_WORK ITEM_
Each record must be printed exactly as given.

_RECORD EXCERPTS_
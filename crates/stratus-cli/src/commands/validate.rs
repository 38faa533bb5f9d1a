//! `stratus validate`: Build the construct tree and run validation only.

use std::path::PathBuf;

use anyhow::Context;
use clap::Args;
use stratus_common::config::SynthConfig;
use stratus_common::constants::DEFAULT_MANIFEST_FILE;
use stratus_common::types::Severity;

use crate::{manifest, output};

/// Arguments for the `validate` command.
#[derive(Args, Debug)]
pub struct ValidateArgs {
    /// Path to the app manifest.
    #[arg(default_value = DEFAULT_MANIFEST_FILE)]
    pub manifest: PathBuf,
}

/// Executes the `validate` command.
///
/// # Errors
///
/// Returns an error if the manifest cannot be built, a validator fails,
/// or strict mode is on and warnings were recorded.
pub fn execute(args: &ValidateArgs, config: &SynthConfig) -> anyhow::Result<()> {
    let app = manifest::load(&args.manifest)?;
    let tree = manifest::build(&app, config)?;
    stratus_synth::validator::validate(&tree).context("validation failed")?;

    let warnings: Vec<_> = tree
        .annotations()
        .into_iter()
        .filter(|note| note.severity == Severity::Warning)
        .collect();
    for note in &warnings {
        println!("{}", output::annotation_line(note));
    }
    if config.strict && !warnings.is_empty() {
        anyhow::bail!("{} in strict mode", output::plural(warnings.len(), "warning"));
    }

    println!(
        "{} is valid ({}, {})",
        args.manifest.display(),
        output::plural(tree.stacks().len(), "stack"),
        output::plural(warnings.len(), "warning")
    );
    Ok(())
}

_EXERCISE RESPONSE_
filename crates/stratus-cli/src/commands/validate.rs
repository 38faa533bb5f9d1a
//! `stratus validate`: Build the construct tree and run validation only.

use std::path::PathBuf;

use anyhow::Context;
use clap::Args;
use stratus_common::config::SynthConfig;
use stratus_common::constants::DEFAULT_MANIFEST_FILE;
use stratus_common::types::Severity;

use crate::{manifest, output};

/// Arguments for the `validate` command.
#[derive(Args, Debug)]
pub struct ValidateArgs {
    /// Path to the app manifest.
    #[arg(default_value = DEFAULT_MANIFEST_FILE)]
    pub manifest: PathBuf,
}

/// Executes the `validate` command.
///
/// # Errors
///
/// Returns an error if the manifest cannot be built, a validator fails,
/// or strict mode is on and warnings were recorded.
pub fn execute(args: &ValidateArgs, config: &SynthConfig) -> anyhow::Result<()> {
    let app = manifest::load(&args.manifest)?;
    let tree = manifest::build(&app, config)?;
    stratus_synth::validator::validate(&tree).context("validation failed")?;

    let warnings: Vec<_> = tree
        .annotations()
        .into_iter()
        .filter(|note| note.severity == Severity::Warning)
        .collect();
    for note in &warnings {
        println!("{}", output::annotation_line(note));
    }
    if config.strict && !warnings.is_empty() {
        anyhow::bail!("{} in strict mode", output::plural(warnings.len(), "warning"));
    }

    println!(
        "{} is valid ({}, {})",
        args.manifest.display(),
        output::plural(tree.stacks().len(), "stack"),
        output::plural(warnings.len(), "warning")
    );
    Ok(())
}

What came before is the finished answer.